The material must be copied out exactly, line for line.
*** Records shown ***
//! Error types for the PED link.
//!
//! Transport faults split into network-class errors (a disconnect/reconnect
//! cycle may clear them) and exhaustion errors (a retry budget was spent and
//! the host has to decide what happens next). Everything else the gateway
//! does wrong, like empty frames, junk payloads, or in-band `error` replies,
//! is data, not an error: the parser and the engine absorb those into frames.

use thiserror::Error;

#[derive(Debug, Error)]
pub enum PedError {
    /// Socket-level I/O failure while connecting, reading, or writing.
    #[error("PED link I/O failure: {0}")]
    Io(#[from] std::io::Error),

    /// An operation needed the link but it is not open.
    #[error("PED link is not connected")]
    NotConnected,

    /// The gateway closed the connection (zero-byte read).
    #[error("PED link closed by peer")]
    ConnectionClosed,

    /// Every connection attempt failed; carries the last cause.
    #[error("PED connect failed after {attempts} attempts: {source}")]
    ConnectExhausted {
        attempts: u32,
        #[source]
        source: Box<PedError>,
    },

    /// Every send attempt failed; carries the last cause.
    #[error("PED send failed after {attempts} attempts: {source}")]
    SendExhausted {
        attempts: u32,
        #[source]
        source: Box<PedError>,
    },

    /// The supplied configuration cannot be used.
    #[error("invalid PED configuration: {0}")]
    Config(String),
}

impl PedError {
    /// Whether this is a network-class fault: something wrong with the socket
    /// or stream itself, worth a force-disconnect and another attempt.
    /// Exhaustion errors are terminal; their retries are already spent.
    pub fn is_network(&self) -> bool {
        matches!(
            self,
            PedError::Io(_) | PedError::NotConnected | PedError::ConnectionClosed
        )
    }
}

// ---------------------------------------------------------------------------
// Tests
// ---------------------------------------------------------------------------

#[cfg(test)]
mod tests {
    use super::*;
    use std::io::ErrorKind;

    #[test]
    fn test_network_classification() {
        assert!(PedError::Io(std::io::Error::new(ErrorKind::ConnectionReset, "reset")).is_network());
        assert!(PedError::NotConnected.is_network());
        assert!(PedError::ConnectionClosed.is_network());

        assert!(!PedError::Config("bad port".into()).is_network());
        assert!(!PedError::ConnectExhausted {
            attempts: 3,
            source: Box::new(PedError::NotConnected),
        }
        .is_network());
        assert!(!PedError::SendExhausted {
            attempts: 3,
            source: Box::new(PedError::ConnectionClosed),
        }
        .is_network());
    }

    #[test]
    fn test_exhausted_display_carries_attempts_and_cause() {
        let err = PedError::ConnectExhausted {
            attempts: 3,
            source: Box::new(PedError::ConnectionClosed),
        };
        let text = err.to_string();
        assert!(text.contains("3 attempts"));
        assert!(text.contains("closed by peer"));
    }
}
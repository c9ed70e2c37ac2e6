//! N-Genius PED protocol engine.
//!
//! Client-side engine for driving a payment PIN-entry device (PED) through
//! an NGPAS acceptor gateway over a persistent line-oriented TCP channel.
//! The PED is a shared physical resource with strict one-command-in-flight
//! semantics, so the crate is organized around three disciplines:
//!
//! - a resilient framed request/response transport with bounded
//!   reconnection and retry ([`transport`]),
//! - command primitives and idle detection over that link ([`session`]),
//! - a transaction state machine sequencing `getStatus` →
//!   `startTransaction` → interactive `updateTransaction` exchanges →
//!   `getResult`, with backoff on busy/timeout errors, per-phase deadlines,
//!   and guaranteed terminal cancellation ([`engine`]).
//!
//! Hosts construct a [`TransactionEngine`] from a [`PedConfig`], shape their
//! own transaction payloads, and persist the latest correlation id (see
//! [`new_source_id`]) to enable crash recovery via
//! [`TransactionEngine::check_last_transaction_result`].

use chrono::Utc;

pub mod clock;
pub mod config;
pub mod engine;
pub mod error;
pub mod frame;
pub mod session;
pub mod transport;
pub mod wirelog;

pub use clock::{Clock, ManualClock, SystemClock};
pub use config::PedConfig;
pub use engine::TransactionEngine;
pub use error::PedError;
pub use session::PedSession;
pub use transport::{LineIo, LineTransport, TcpLineIo};
pub use wirelog::{MemorySink, WireLog};

/// Generate a host-side correlation id: 15 characters derived from the
/// current UTC time at millisecond precision (`yyyyMMddHHmmssfff`,
/// truncated). The PED treats it as opaque; hosts persist the most recent
/// value so a restart can recover the pending result.
pub fn new_source_id() -> String {
    let mut id = Utc::now().format("%Y%m%d%H%M%S%3f").to_string();
    id.truncate(15);
    id
}

// ---------------------------------------------------------------------------
// Tests
// ---------------------------------------------------------------------------

#[cfg(test)]
mod tests {
    use super::*;

    #[test]
    fn test_source_id_shape() {
        let id = new_source_id();
        assert_eq!(id.len(), 15);
        assert!(id.chars().all(|c| c.is_ascii_digit()));
        assert!(id.starts_with("20"));
    }

    #[test]
    fn test_source_ids_are_monotonic() {
        let first = new_source_id();
        let second = new_source_id();
        assert!(second >= first);
    }
}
*** End of Records shown ***
**Reply to the task**
//! Error types for the PED link.
//!
//! Transport faults split into network-class errors (a disconnect/reconnect
//! cycle may clear them) and exhaustion errors (a retry budget was spent and
//! the host has to decide what happens next). Everything else the gateway
//! does wrong, like empty frames, junk payloads, or in-band `error` replies,
//! is data, not an error: the parser and the engine absorb those into frames.

use thiserror::Error;

#[derive(Debug, Error)]
pub enum PedError {
    /// Socket-level I/O failure while connecting, reading, or writing.
    #[error("PED link I/O failure: {0}")]
    Io(#[from] std::io::Error),

    /// An operation needed the link but it is not open.
    #[error("PED link is not connected")]
    NotConnected,

    /// The gateway closed the connection (zero-byte read).
    #[error("PED link closed by peer")]
    ConnectionClosed,

    /// Every connection attempt failed; carries the last cause.
    #[error("PED connect failed after {attempts} attempts: {source}")]
    ConnectExhausted {
        attempts: u32,
        #[source]
        source: Box<PedError>,
    },

    /// Every send attempt failed; carries the last cause.
    #[error("PED send failed after {attempts} attempts: {source}")]
    SendExhausted {
        attempts: u32,
        #[source]
        source: Box<PedError>,
    },

    /// The supplied configuration cannot be used.
    #[error("invalid PED configuration: {0}")]
    Config(String),
}

impl PedError {
    /// Whether this is a network-class fault: something wrong with the socket
    /// or stream itself, worth a force-disconnect and another attempt.
    /// Exhaustion errors are terminal; their retries are already spent.
    pub fn is_network(&self) -> bool {
        matches!(
            self,
            PedError::Io(_) | PedError::NotConnected | PedError::ConnectionClosed
        )
    }
}

// ---------------------------------------------------------------------------
// Tests
// ---------------------------------------------------------------------------

#[cfg(test)]
mod tests {
    use super::*;
    use std::io::ErrorKind;

    #[test]
    fn test_network_classification() {
        assert!(PedError::Io(std::io::Error::new(ErrorKind::ConnectionReset, "reset")).is_network());
        assert!(PedError::NotConnected.is_network());
        assert!(PedError::ConnectionClosed.is_network());

        assert!(!PedError::Config("bad port".into()).is_network());
        assert!(!PedError::ConnectExhausted {
            attempts: 3,
            source: Box::new(PedError::NotConnected),
        }
        .is_network());
        assert!(!PedError::SendExhausted {
            attempts: 3,
            source: Box::new(PedError::ConnectionClosed),
        }
        .is_network());
    }

    #[test]
    fn test_exhausted_display_carries_attempts_and_cause() {
        let err = PedError::ConnectExhausted {
            attempts: 3,
            source: Box::new(PedError::ConnectionClosed),
        };
        let text = err.to_string();
        assert!(text.contains("3 attempts"));
        assert!(text.contains("closed by peer"));
    }
}
repository c9ed70e2c37ac2e6
//! N-Genius PED protocol engine.
//!
//! Client-side engine for driving a payment PIN-entry device (PED) through
//! an NGPAS acceptor gateway over a persistent line-oriented TCP channel.
//! The PED is a shared physical resource with strict one-command-in-flight
//! semantics, so the crate is organized around three disciplines:
//!
//! - a resilient framed request/response transport with bounded
//!   reconnection and retry ([`transport`]),
//! - command primitives and idle detection over that link ([`session`]),
//! - a transaction state machine sequencing `getStatus` →
//!   `startTransaction` → interactive `updateTransaction` exchanges →
//!   `getResult`, with backoff on busy/timeout errors, per-phase deadlines,
//!   and guaranteed terminal cancellation ([`engine`]).
//!
//! Hosts construct a [`TransactionEngine`] from a [`PedConfig`], shape their
//! own transaction payloads, and persist the latest correlation id (see
//! [`new_source_id`]) to enable crash recovery via
//! [`TransactionEngine::check_last_transaction_result`].

use chrono::Utc;

pub mod clock;
pub mod config;
pub mod engine;
pub mod error;
pub mod frame;
pub mod session;
pub mod transport;
pub mod wirelog;

pub use clock::{Clock, ManualClock, SystemClock};
pub use config::PedConfig;
pub use engine::TransactionEngine;
pub use error::PedError;
pub use session::PedSession;
pub use transport::{LineIo, LineTransport, TcpLineIo};
pub use wirelog::{MemorySink, WireLog};

/// Generate a host-side correlation id: 15 characters derived from the
/// current UTC time at millisecond precision (`yyyyMMddHHmmssfff`,
/// truncated). The PED treats it as opaque; hosts persist the most recent
/// value so a restart can recover the pending result.
pub fn new_source_id() -> String {
    let mut id = Utc::now().format("%Y%m%d%H%M%S%3f").to_string();
    id.truncate(15);
    id
}

// ---------------------------------------------------------------------------
// Tests
// ---------------------------------------------------------------------------

#[cfg(test)]
mod tests {
    use super::*;

    #[test]
    fn test_source_id_shape() {
        let id = new_source_id();
        assert_eq!(id.len(), 15);
        assert!(id.chars().all(|c| c.is_ascii_digit()));
        assert!(id.starts_with("20"));
    }

    #[test]
    fn test_source_ids_are_monotonic() {
        let first = new_source_id();
        let second = new_source_id();
        assert!(second >= first);
    }
}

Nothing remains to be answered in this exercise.